DuckDB's WAL provides crash recovery for any process that wrote to the file. The Spice connector does not itself write (the data connector is read-only; the DuckDB accelerator is distinct and handles write paths).

Capacity & Sizing​

  • Memory: DuckDB's default memory limit is self-managed based on system memory. For constrained environments, set a memory_limit pragma via the connection string.
  • Disk: Plan for 1.5–2× the raw data size to accommodate DuckDB's internal compression, WAL, and temporary spill files during query execution.
  • Temporary spill: Large queries spill to DuckDB's temp directory; ensure adequate disk and set temp_directory to a fast local volume if the default (same as the database file) is on slow storage.

Metrics​

The DuckDB connector does not register connector-specific instruments. Monitor via Spice's query metrics (query_duration_ms, query_processed_rows). See Component Metrics for general configuration.

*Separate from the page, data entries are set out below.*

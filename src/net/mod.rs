//! Sending DNS messages.
//!
//! Currently, the module only provides the [`client`] sub-module for sending
//! requests to a DNS over QUIC upstream and receiving responses to them.

pub mod client;
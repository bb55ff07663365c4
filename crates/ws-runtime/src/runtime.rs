// SPDX-License-Identifier: BUSL-1.1
// Copyright (c) 2026 Alfred Jean LLC

//! The `Runtime` trait: a uniform streaming interface for process
//! execution and file I/O, implemented by [`crate::local::LocalRuntime`]
//! and [`crate::ssh::SshRuntime`] (spec.md §4.1).

use crate::error::RuntimeError;
use crate::exec::{ExecOpts, ExecStream};
use crate::init_logger::InitLogger;
use async_trait::async_trait;

#[derive(Debug, Clone)]
pub struct FileStat {
    pub size: u64,
    pub modified_time: chrono::DateTime<chrono::Utc>,
    pub is_directory: bool,
}

#[derive(Debug, Clone)]
pub struct CreateWorkspaceParams {
    pub project_path: String,
    pub workspace_name: String,
    pub branch: String,
    pub trunk: String,
}

#[derive(Debug, Clone)]
pub struct CreateWorkspaceResult {
    pub workspace_path: String,
}

#[derive(Debug, Clone)]
pub struct InitWorkspaceParams {
    pub project_path: String,
    pub workspace_path: String,
    pub branch: String,
    pub trunk: String,
}

/// Capability surface for exec / file-io / workspace-lifecycle on some
/// host (glossary). Owns no persistent state of its own.
#[async_trait]
pub trait Runtime: Send + Sync {
    async fn exec(&self, cmd: &str, opts: ExecOpts) -> Result<ExecStream, RuntimeError>;

    async fn read_file(&self, path: &str) -> Result<crate::exec::ByteStream, RuntimeError>;

    async fn write_file(&self, path: &str) -> Result<crate::exec::ByteSink, RuntimeError>;

    async fn stat(&self, path: &str) -> Result<FileStat, RuntimeError>;

    /// Idempotent guard: fails cleanly if the target path already
    /// exists (spec.md §4.1).
    async fn create_workspace(
        &self,
        params: CreateWorkspaceParams,
    ) -> Result<CreateWorkspaceResult, RuntimeError>;

    /// Runs project sync (SSH only), checks out the requested branch,
    /// and invokes the optional `.cmux/init` hook. Never fails solely
    /// because the hook failed (spec.md §4.1.3) — hook failure is
    /// reported through `logger.log_complete`, not via `Err`.
    async fn init_workspace(
        &self,
        params: InitWorkspaceParams,
        logger: &dyn InitLogger,
    ) -> Result<(), RuntimeError>;

    async fn rename_workspace(
        &self,
        project_path: &str,
        old_name: &str,
        new_name: &str,
    ) -> Result<(), RuntimeError>;

    async fn delete_workspace(
        &self,
        project_path: &str,
        name: &str,
        force: bool,
    ) -> Result<(), RuntimeError>;
}
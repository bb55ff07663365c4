// SPDX-License-Identifier: BUSL-1.1
// Copyright (c) 2026 Alfred Jean LLC

//! Transient per-workspace init-hook status (spec.md §3).

use serde::{Deserialize, Serialize};

/// Reserved history sequence the `workspace-init` displayable sorts
/// under: it must precede every real message.
pub const INIT_HISTORY_SEQUENCE: i64 = -1;

#[derive(Debug, Clone, Copy, PartialEq, Eq, Serialize, Deserialize)]
#[serde(rename_all = "lowercase")]
pub enum InitStatus {
    Running,
    Success,
    Error,
}

#[derive(Debug, Clone, PartialEq, Serialize, Deserialize)]
pub struct InitState {
    pub status: InitStatus,
    #[serde(rename = "hookPath")]
    pub hook_path: Option<String>,
    pub lines: Vec<String>,
    #[serde(rename = "exitCode")]
    pub exit_code: Option<i32>,
}

impl InitState {
    pub fn running(hook_path: Option<String>) -> Self {
        Self { status: InitStatus::Running, hook_path, lines: Vec::new(), exit_code: None }
    }

    pub fn push_line(&mut self, line: impl Into<String>) {
        self.lines.push(line.into());
    }

    pub fn finish(&mut self, exit_code: Option<i32>) {
        self.exit_code = exit_code;
        self.status = match exit_code {
            Some(0) | None => InitStatus::Success,
            Some(_) => InitStatus::Error,
        };
    }
}
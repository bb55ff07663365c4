// SPDX-License-Identifier: BUSL-1.1
// Copyright (c) 2026 Alfred Jean LLC

//! Write-to-temp-then-rename durability, shared by every on-disk store
//! (spec.md §4.2 "all writes are atomic").

use crate::error::StorageError;
use std::path::{Path, PathBuf};

fn tmp_path(path: &Path) -> PathBuf {
    let file_name = path.file_name().and_then(|n| n.to_str()).unwrap_or("file");
    let nonce = nanoid::nanoid!(8);
    path.with_file_name(format!("{file_name}.tmp.{nonce}"))
}

/// Writes `bytes` to a sibling temp file and renames it over `path`.
/// Creates the parent directory if absent.
pub fn write_atomic(path: &Path, bytes: &[u8]) -> Result<(), StorageError> {
    if let Some(parent) = path.parent() {
        std::fs::create_dir_all(parent)?;
    }
    let tmp = tmp_path(path);
    std::fs::write(&tmp, bytes).map_err(|e| {
        let _ = std::fs::remove_file(&tmp);
        e
    })?;
    std::fs::rename(&tmp, path)?;
    Ok(())
}

/// Same as [`write_atomic`] but sets the file's mode to `0600` before
/// the rename, for secrets (spec.md §6.2).
#[cfg(unix)]
pub fn write_atomic_private(path: &Path, bytes: &[u8]) -> Result<(), StorageError> {
    use std::os::unix::fs::PermissionsExt;
    if let Some(parent) = path.parent() {
        std::fs::create_dir_all(parent)?;
    }
    let tmp = tmp_path(path);
    std::fs::write(&tmp, bytes).map_err(|e| {
        let _ = std::fs::remove_file(&tmp);
        e
    })?;
    std::fs::set_permissions(&tmp, std::fs::Permissions::from_mode(0o600))?;
    std::fs::rename(&tmp, path)?;
    Ok(())
}

#[cfg(not(unix))]
pub fn write_atomic_private(path: &Path, bytes: &[u8]) -> Result<(), StorageError> {
    write_atomic(path, bytes)
}

/// Appends a single line to `path`, creating it (and its parent) if
/// absent. Not itself atomic across the whole file — callers relying
/// on monotonic sequencing serialize calls through their own lock.
pub fn append_line(path: &Path, line: &str) -> Result<(), StorageError> {
    use std::io::Write;
    if let Some(parent) = path.parent() {
        std::fs::create_dir_all(parent)?;
    }
    let mut file = std::fs::OpenOptions::new().create(true).append(true).open(path)?;
    writeln!(file, "{line}")?;
    file.sync_all()?;
    Ok(())
}

#[cfg(test)]
mod tests {
    use super::*;
    use std::fs;

    #[test]
    fn write_atomic_leaves_no_temp_file() {
        let dir = tempfile::tempdir().expect("tempdir");
        let path = dir.path().join("x.json");
        write_atomic(&path, b"{}").expect("write");
        assert_eq!(fs::read_to_string(&path).expect("read"), "{}");
        let leftover: Vec<_> = fs::read_dir(dir.path())
            .expect("read_dir")
            .filter_map(|e| e.ok())
            .filter(|e| e.file_name().to_string_lossy().contains(".tmp."))
            .collect();
        assert!(leftover.is_empty());
    }

    #[test]
    fn write_atomic_overwrites_existing_content() {
        let dir = tempfile::tempdir().expect("tempdir");
        let path = dir.path().join("x.json");
        write_atomic(&path, b"one").expect("write");
        write_atomic(&path, b"two").expect("write");
        assert_eq!(fs::read_to_string(&path).expect("read"), "two");
    }

    #[cfg(unix)]
    #[test]
    fn write_atomic_private_sets_0600() {
        use std::os::unix::fs::PermissionsExt;
        let dir = tempfile::tempdir().expect("tempdir");
        let path = dir.path().join("secrets.json");
        write_atomic_private(&path, b"{}").expect("write");
        let mode = fs::metadata(&path).expect("metadata").permissions().mode() & 0o777;
        assert_eq!(mode, 0o600);
    }
}
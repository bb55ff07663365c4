// SPDX-License-Identifier: BUSL-1.1
// Copyright (c) 2026 Alfred Jean LLC

//! Project identity and per-project secrets.

use serde::{Deserialize, Serialize};

/// A project: a filesystem path containing a git repository, unique
/// key, plus per-project secrets available to workspace init hooks.
#[derive(Debug, Clone, PartialEq, Eq, Serialize, Deserialize)]
pub struct Project {
    pub path: String,
    #[serde(default)]
    pub secrets: std::collections::BTreeMap<String, String>,
}

/// A single named secret, as exchanged over `project:secrets:*`.
#[derive(Debug, Clone, PartialEq, Eq, Serialize, Deserialize)]
pub struct Secret {
    pub key: String,
    pub value: String,
}

/// Canonical workspace-directory path for `(projectPath, name)`.
///
/// All components MUST agree on this function (spec.md §4.2): it is
/// the single definition of where a workspace's worktree/clone lives.
/// Canonicalization is posix-style join with the trailing slash
/// stripped from `project_path`.
pub fn workspace_path(project_path: &str, name: &str) -> String {
    let trimmed = project_path.trim_end_matches('/');
    format!("{trimmed}/{name}")
}

#[cfg(test)]
mod tests {
    use super::*;

    #[test]
    fn strips_trailing_slash_from_project_path() {
        assert_eq!(workspace_path("/p/", "feat"), "/p/feat");
        assert_eq!(workspace_path("/p", "feat"), "/p/feat");
    }
}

For DuckDB-internal metrics, use DuckDB's duckdb_memory() and pragma database_size via a SQL query against the connector.

Task History​

DuckDB queries participate in task history through DataFusion's execution-plan spans.

Known Limitations​

  • Read-only via the data connector: For a writable, Spice-managed DuckDB, use the DuckDB accelerator instead.
  • Single-writer: A DuckDB file cannot be written by two processes concurrently. Coordinate writers out-of-band.
  • Version compatibility: DuckDB files are tied to the DuckDB binary version. Upgrading DuckDB in Spice may require regenerating older database files.

Troubleshooting​

SymptomLikely causeResolution
IO Error: Could not set lock on fileAnother process holds the DuckDB write lock.Ensure only one writer; open in read-only mode if Spice should not hold a write lock.
Catalog Error: Table ... does not existTable name mismatch or database not at the expected path.Query SELECT * FROM information_schema.tables via the connector to list tables.
Queries spill aggressively, slow performanceWorking set exceeds memory.Increase system memory or set a smaller batch size; direct temp to faster storage.
Serialization Error: Failed to deserialize ... database ... not a valid databaseDuckDB version mismatch.Upgrade/downgrade Spice's DuckDB version to match the file producer.